» **DESCRIPTION OF THE TASK**
Wherever the string "that" shows up in the data below, copy the whole line.

» **Collected data**
//! Integration branch commands: create, land, status

use crate::cli::context::CommandContext;
use crate::cli::style::{check, spinner, Stylize};
use anstream::println;
use refinery::error::Result;
use refinery::integration::{LandOptions, LandOutcome};
use refinery::types::short_sha;

/// `refinery integration create <epic-id> [--template <t>] [--force]`
pub async fn run_create(
    ctx: &CommandContext,
    epic: &str,
    template: Option<&str>,
    force: bool,
) -> Result<()> {
    let manager = ctx.integration();
    let bar = spinner(&format!("creating integration branch for {epic}"));
    let result = manager.create(epic, template, force).await;
    bar.finish_and_clear();
    let name = result?;
    println!(
        "{}",
        check(&format!("created {} for epic {}", name.emph(), epic.emph()))
    );
    Ok(())
}

/// `refinery integration land <epic-id> [--force] [--skip-tests] [--dry-run]`
pub async fn run_land(ctx: &CommandContext, epic: &str, opts: LandOptions) -> Result<()> {
    let manager = ctx.integration();
    if opts.dry_run {
        let LandOutcome::DryRun { plan } = manager.land(epic, opts).await? else {
            return Ok(());
        };
        println!("would land epic {}:", epic.emph());
        for step in plan {
            println!("  {step}");
        }
        println!("{}", "dry run: nothing was changed".muted());
        return Ok(());
    }

    let bar = spinner(&format!("landing epic {epic}"));
    let result = manager.land(epic, opts).await;
    bar.finish_and_clear();
    match result? {
        LandOutcome::Landed {
            already_merged: true,
            ..
        } => {
            println!(
                "{}",
                check(&format!("epic {} was already landed; cleaned up", epic.emph()))
            );
        }
        LandOutcome::Landed { merge_commit, .. } => {
            let commit = merge_commit
                .as_deref()
                .map_or_else(String::new, |c| format!(" ({})", short_sha(c)));
            println!("{}", check(&format!("landed epic {}{commit}", epic.emph())));
        }
        LandOutcome::DryRun { .. } => {}
    }
    Ok(())
}

/// `refinery integration status <epic-id>`
pub async fn run_status(ctx: &CommandContext, epic: &str) -> Result<()> {
    let status = ctx.integration().status(epic).await?;
    println!("epic {}", status.epic.emph());
    println!("  branch:  {} (base {})", status.branch.emph(), status.base);
    if let Some(created) = &status.created {
        println!("  created: {created}");
    }
    println!("  ahead:   {} commit(s)", status.commits_ahead);
    println!(
        "  children: {}/{} closed",
        status.children_closed, status.children_total
    );
    println!("  merged merge requests:");
    if status.merged.is_empty() {
        println!("    {}", "(none)".muted());
    }
    for mr in &status.merged {
        println!("    {}  {}", mr.id, mr.branch.muted());
    }
    println!("  pending merge requests:");
    if status.pending.is_empty() {
        println!("    {}", "(none)".muted());
    }
    for mr in &status.pending {
        println!("    {}  {}", mr.id, mr.branch.muted());
    }
    if status.ready {
        let how = if status.auto_land {
            "will land automatically"
        } else {
            "run `refinery integration land` to land it"
        };
        println!("{}", check(&format!("ready to land; {how}")));
    } else {
        println!("{}", "not ready to land".muted());
    }
    Ok(())
}
//! Core types for the refinery merge queue

use chrono::{DateTime, Utc};
use serde::{Deserialize, Serialize};

/// Lifecycle status of a merge request
#[derive(Debug, Clone, Copy, PartialEq, Eq, Serialize, Deserialize)]
pub enum MrStatus {
    /// Awaiting processing, claimable
    Open,
    /// Claimed and being processed by a worker
    InProgress,
    /// Terminal; never re-opens except via explicit retry from a failed state
    Closed,
}

impl std::fmt::Display for MrStatus {
    fn fmt(&self, f: &mut std::fmt::Formatter<'_>) -> std::fmt::Result {
        match self {
            Self::Open => write!(f, "open"),
            Self::InProgress => write!(f, "in_progress"),
            Self::Closed => write!(f, "closed"),
        }
    }
}

impl MrStatus {
    /// Parse a status string from the issue store.
    #[must_use]
    pub fn parse(s: &str) -> Self {
        match s {
            "in_progress" => Self::InProgress,
            "closed" => Self::Closed,
            _ => Self::Open,
        }
    }
}

/// Why a merge request was closed
#[derive(Debug, Clone, Copy, PartialEq, Eq, Serialize, Deserialize)]
pub enum CloseReason {
    /// Work was merged to its target
    Merged,
    /// Explicitly rejected by an operator or automation
    Rejected,
    /// Closed because of an unresolvable conflict
    Conflict,
    /// Replaced by a newer merge request for the same work
    Superseded,
}

impl std::fmt::Display for CloseReason {
    fn fmt(&self, f: &mut std::fmt::Formatter<'_>) -> std::fmt::Result {
        match self {
            Self::Merged => write!(f, "merged"),
            Self::Rejected => write!(f, "rejected"),
            Self::Conflict => write!(f, "conflict"),
            Self::Superseded => write!(f, "superseded"),
        }
    }
}

/// A time-bounded exclusive lease held by one worker on a merge request
///
/// The timestamp is kept as the raw string from the store: staleness checks
/// must distinguish "empty" (legacy record, treated as not stale) from
/// "unparseable" (an error), and that distinction is lost after parsing.
#[derive(Debug, Clone, PartialEq, Eq, Serialize, Deserialize)]
pub struct Claim {
    /// Worker holding the claim
    pub worker: String,
    /// RFC 3339 timestamp of claim acquisition; may be empty on legacy records
    pub claimed_at: String,
}

/// A merge request: one branch's pending integration into a target branch
#[derive(Debug, Clone, Serialize, Deserialize)]
pub struct MergeRequest {
    /// Issue ID backing this merge request
    pub id: String,
    /// Source branch to be merged
    pub branch: String,
    /// Target branch (main or an integration branch)
    pub target: String,
    /// Issue the work was done for
    pub source_issue: String,
    /// Worker that submitted the branch
    pub submitted_by: String,
    /// Rig (project) this merge request belongs to
    pub rig: String,
    /// Priority 0-4, lower is more urgent
    pub priority: u8,
    /// Lifecycle status
    pub status: MrStatus,
    /// Close reason, only when closed
    pub close_reason: Option<CloseReason>,
    /// Active lease, if any; absent = unclaimed
    pub claim: Option<Claim>,
    /// Number of conflict-class retries
    pub retry_count: u32,
    /// Commit SHA of the branch head at the last conflict
    pub last_conflict_sha: Option<String>,
    /// Issue created to track conflict resolution
    pub conflict_task: Option<String>,
    /// Issues that block processing of this merge request
    pub blocked_by: Vec<String>,
    /// Last failure description, if any
    pub error: Option<String>,
    /// Convoy this merge request's source issue belongs to, if any
    pub convoy: Option<String>,
    /// When the merge request was created
    pub created_at: DateTime<Utc>,
    /// When the merge request was last updated
    pub updated_at: DateTime<Utc>,
}

impl MergeRequest {
    /// Whether a worker currently holds a claim (staleness not considered).
    #[must_use]
    pub fn is_claimed(&self) -> bool {
        self.claim.is_some()
    }
}

/// Kind of queue anomaly detected by the scanner
#[derive(Debug, Clone, Copy, PartialEq, Eq, Serialize, Deserialize)]
pub enum AnomalyKind {
    /// Claimed, but the claim has outlived the stale-claim timeout
    StaleClaim,
    /// Blocked-by task is still open
    Blocked,
    /// Neither local nor remote copy of the source branch exists
    NoBranch,
}

impl std::fmt::Display for AnomalyKind {
    fn fmt(&self, f: &mut std::fmt::Formatter<'_>) -> std::fmt::Result {
        match self {
            Self::StaleClaim => write!(f, "stale-claim"),
            Self::Blocked => write!(f, "blocked"),
            Self::NoBranch => write!(f, "no-branch"),
        }
    }
}

/// Severity of a queue anomaly
#[derive(Debug, Clone, Copy, PartialEq, Eq, PartialOrd, Ord, Serialize, Deserialize)]
pub enum Severity {
    /// Informational; normal queue mechanics will resolve it
    Info,
    /// Needs operator attention
    Warning,
}

impl std::fmt::Display for Severity {
    fn fmt(&self, f: &mut std::fmt::Formatter<'_>) -> std::fmt::Result {
        match self {
            Self::Info => write!(f, "info"),
            Self::Warning => write!(f, "warning"),
        }
    }
}

/// An observational diagnostic about one open merge request
///
/// Derived at scan time, never persisted; remediation is a separate
/// explicit action (retry/release/reject).
#[derive(Debug, Clone, Serialize, Deserialize)]
pub struct QueueAnomaly {
    /// Anomaly classification
    pub kind: AnomalyKind,
    /// How urgent this is
    pub severity: Severity,
    /// Affected merge request ID
    pub mr_id: String,
    /// Source branch of the merge request
    pub branch: String,
    /// Claim holder or assignee, if any
    pub assignee: Option<String>,
    /// Human-readable age of the merge request
    pub age: String,
    /// Human-readable description of the anomaly
    pub detail: String,
}

/// Format a duration as a compact human age like "45s", "5m", "2h", "3d".
#[must_use]
pub fn format_age(d: chrono::Duration) -> String {
    let secs = d.num_seconds().max(0);
    if secs < 60 {
        format!("{secs}s")
    } else if secs < 3600 {
        format!("{}m", secs / 60)
    } else if secs < 86400 {
        format!("{}h", secs / 3600)
    } else {
        format!("{}d", secs / 86400)
    }
}

/// Shorten a commit SHA for display.
#[must_use]
pub fn short_sha(sha: &str) -> &str {
    if sha.len() > 8 { &sha[..8] } else { sha }
}

#[cfg(test)]
mod tests {
    use super::*;

    #[test]
    fn format_age_buckets() {
        assert_eq!(format_age(chrono::Duration::seconds(45)), "45s");
        assert_eq!(format_age(chrono::Duration::seconds(300)), "5m");
        assert_eq!(format_age(chrono::Duration::hours(7)), "7h");
        assert_eq!(format_age(chrono::Duration::days(3)), "3d");
        assert_eq!(format_age(chrono::Duration::seconds(-5)), "0s");
    }

    #[test]
    fn status_parse_defaults_to_open() {
        assert_eq!(MrStatus::parse("in_progress"), MrStatus::InProgress);
        assert_eq!(MrStatus::parse("closed"), MrStatus::Closed);
        assert_eq!(MrStatus::parse("open"), MrStatus::Open);
        assert_eq!(MrStatus::parse("weird"), MrStatus::Open);
    }

    #[test]
    fn short_sha_truncates() {
        assert_eq!(short_sha("0123456789abcdef"), "01234567");
        assert_eq!(short_sha("abc"), "abc");
    }
}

» **SOLUTION**
/// "unparseable" (an error), and that distinction is lost after parsing.
    /// Worker that submitted the branch
    /// Issues that block processing of this merge request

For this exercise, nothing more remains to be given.